The CTBUH has reached the next stage of a research project which aims to assess the environmental impacts and energy consumption of tall building structures, from the production of the building materials to their end-of-life.

The project is dubbed A Whole Life Cycle Assessment of the Sustainable Aspects of Structural Systems in Tall Buildings.

A total of 12 leading structural engineering firms have provided material quantities of 16 different structural scenarios, eight for a 248-metre tall tower, and eight for a 490-metre-tall tower which, if constructed, would be the fifth-tallest skyscraper in the world.

The research will be based on the Life-Cycle Assessment (LCA) analysis of a number of different structural and construction scenarios.

Structural scenarios include: all-concrete construction, composite columns, 100 per cent steel diagrid structures and mixed structures with concrete cores and steel columns.

The research will create a definitive comparison of the life-cycle implications of steel, concrete and composite structural systems in tall buildings.

The study will also develop a methodology for the assessment of life cycle energy and carbon use in tall building structural systems, which could be adopted as a standard tool for the industry.

“This study is timely and unique because it encompasses all processes and environmental releases, beginning with raw material extraction, design through construction, use and final demolition or re-use of the system,” said CTBUH senior research associate and co-principal investigator Dr. Payam Bahrami.

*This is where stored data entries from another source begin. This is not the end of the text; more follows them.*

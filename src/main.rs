mod app;
mod domain;
mod export;
mod input;
mod logging;
mod persistence;
mod ticker;
mod ui;
mod undo;

use anyhow::{Context, Result};
use app::{AppState, LoadedState};
use clap::{Parser, Subcommand};
use crossterm::{
    event::{self, Event},
    execute,
    terminal::{disable_raw_mode, enable_raw_mode, EnterAlternateScreen, LeaveAlternateScreen},
};
use domain::CalendarDate;
use export::{ExportFormat, ExportRequest, ExportScope};
use input::{command_for_key, handle_command, Command};
use log::{error, info, warn};
use persistence::{export_dir, Saver, Store};
use ratatui::{backend::CrosstermBackend, Terminal};
use std::io;
use std::path::PathBuf;
use std::time::Instant;
use ticker::Ticker;
use ui::Theme;

#[derive(Parser)]
#[command(name = "tasklog")]
#[command(about = "A calendar-centred terminal task tracker with an activity timeline", long_about = None)]
struct Cli {
    /// Data file to use instead of the default location
    #[arg(long, global = true, value_name = "PATH")]
    data_file: Option<PathBuf>,

    /// Theme for this session (ultraviolet, terminal, minimal, nord)
    #[arg(long, value_name = "NAME")]
    theme: Option<String>,

    #[command(subcommand)]
    command: Option<Commands>,
}

#[derive(Subcommand)]
enum Commands {
    /// Export tasks and timeline without starting the UI
    Export {
        #[arg(short, long, value_enum, default_value_t = ExportFormat::Markdown)]
        format: ExportFormat,
        #[arg(short, long, value_enum, default_value_t = ExportScope::Day)]
        scope: ExportScope,
        /// Anchor date (YYYY-MM-DD format). Defaults to today.
        #[arg(short, long)]
        date: Option<String>,
        /// Output file path. Defaults to the export directory.
        #[arg(short, long)]
        output: Option<PathBuf>,
    },
    /// Print the data file location
    Path,
}

fn main() -> Result<()> {
    let cli = Cli::parse();

    // Logging is best-effort; the app still runs without a log file
    let _logger = match persistence::files::app_dir()
        .and_then(|dir| logging::init_logging(&dir).map_err(anyhow::Error::from))
    {
        Ok(handle) => Some(handle),
        Err(err) => {
            eprintln!("Logging disabled: {:#}", err);
            None
        }
    };

    let store = Store::open(cli.data_file.as_deref()).context("Could not locate data file")?;

    match cli.command {
        Some(Commands::Path) => {
            println!("{}", store.path().display());
            Ok(())
        }
        Some(Commands::Export {
            format,
            scope,
            date,
            output,
        }) => run_export(&store, format, scope, date, output),
        None => run_tui(store, cli.theme),
    }
}

fn run_export(
    store: &Store,
    format: ExportFormat,
    scope: ExportScope,
    date: Option<String>,
    output: Option<PathBuf>,
) -> Result<()> {
    let anchor = match date {
        Some(date_str) => date_str
            .parse::<CalendarDate>()
            .map_err(|e| anyhow::anyhow!("Invalid date format. Use YYYY-MM-DD: {}", e))?,
        None => CalendarDate::today(),
    };

    let schema = store.load_or_default();
    let request = ExportRequest {
        format,
        scope,
        anchor,
    };

    let path = match output {
        Some(path) => {
            export::export_to_file(&schema.tasks, &schema.timeline, &request, &path)?;
            path
        }
        None => export::export_to_dir(&schema.tasks, &schema.timeline, &request, &export_dir()?)?,
    };
    println!("Exported {} to {}", request.scope.label().to_lowercase(), path.display());
    Ok(())
}

fn run_tui(store: Store, theme_override: Option<String>) -> Result<()> {
    info!("Using data file {}", store.path().display());

    let mut loaded = LoadedState::from(store.load_or_default());
    if let Some(name) = theme_override {
        match Theme::by_name(&name) {
            Some(theme) => loaded.theme = theme,
            None => warn!("Unknown theme {:?}, keeping {}", name, loaded.theme.name),
        }
    }

    let mut app = AppState::new(LoadedState::default());
    handle_command(&mut app, Command::Loaded(Box::new(loaded)));

    let saver = Saver::spawn(Store::new(store.path()))?;

    // Setup terminal
    enable_raw_mode()?;
    let mut stdout = io::stdout();
    execute!(stdout, EnterAlternateScreen)?;
    let backend = CrosstermBackend::new(stdout);
    let mut terminal = Terminal::new(backend)?;

    // Run app
    let result = run_app(&mut terminal, &mut app, &saver);

    // Restore terminal
    disable_raw_mode()?;
    execute!(terminal.backend_mut(), LeaveAlternateScreen)?;
    terminal.show_cursor()?;

    // Drain the saver, then write synchronously if anything is still unsaved
    for outcome in saver.shutdown() {
        app.on_saved(outcome);
    }
    if app.is_dirty() {
        if let Err(e) = store.save(&app.schema()) {
            error!("Final save failed: {}", e);
            eprintln!("Error saving state: {}", e);
        }
    }

    if let Err(err) = result {
        error!("Event loop failed: {:#}", err);
        eprintln!("Error: {:#}", err);
    }

    info!("Exiting");
    Ok(())
}

fn run_app(
    terminal: &mut Terminal<CrosstermBackend<io::Stdout>>,
    app: &mut AppState,
    saver: &Saver,
) -> Result<()> {
    let mut ticker = Ticker::new(ticker::tick_duration(), Instant::now());

    loop {
        terminal.draw(|f| ui::render(f, app))?;

        // Handle events with timeout for ticking
        if event::poll(ticker.timeout(Instant::now()))? {
            if let Event::Key(key) = event::read()? {
                if let Some(command) = command_for_key(app, key) {
                    if handle_command(app, command) {
                        return Ok(());
                    }
                }
            }
        }

        if ticker.is_due(Instant::now()) {
            handle_command(app, Command::Tick);
        }

        // Hand new revisions to the saver and route finished saves back in
        if let Some(request) = app.take_save_request() {
            if !saver.submit(request) {
                error!("Saver thread is gone, changes will be written on exit");
            }
        }
        while let Some(outcome) = saver.try_recv() {
            handle_command(app, Command::Saved(outcome));
        }

        if let Some(request) = app.take_export_request() {
            let result = export_dir()
                .and_then(|dir| export::export_to_dir(&app.tasks, &app.timeline, &request, &dir))
                .map_err(|err| format!("{:#}", err));
            handle_command(app, Command::Exported(result));
        }
    }
}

“When deciding between two or more alternatives, LCA can help decision-makers compare all major environmental impacts caused by systems, processes or services.”

Last year, the research team visited demolition company Despe to understand the complicated and still-unstudied aspects of the demolition of tall building structures and gather data on the energy consumption used in the demolition phase.

This data will be used to understand the impacts demolition has on the total life cycle energy consumption of a tall building, considered against the energy consumption of the construction and operational phases.

The team also discovered more about Despe’s patented “TopDownWay” method to demolish buildings. It involves these of a modular steel platform that caps the top of the building, enclosing the demolition activity, which occurs at the top floor.

This prevents dust and noise from escaping the building and allows operations to be conducted safely, potentially on a 24-hour basis.

When the top floor of the building is entirely demolished, the platform is jacked down one floor and the work continues, taking the building down in a method almost unnoticeable from the exterior.

Other visits made as part of the research process have included trips to the United States where meetings were held in Illinois with Bluff City Materials, which takes in clean, broken concrete for recycling before selling it to contractors. The purpose was to gain a greater understanding of the amount of energy that goes into recycling concrete, along with the volume of concrete recycled on a daily, monthly, and yearly basis.

The CTBUH is expected to report its final findings in November, 2014, with several further interim outputs to be issued before then.

The multi-faceted research project is sponsored by a $300,000 grant from ArcelorMittal.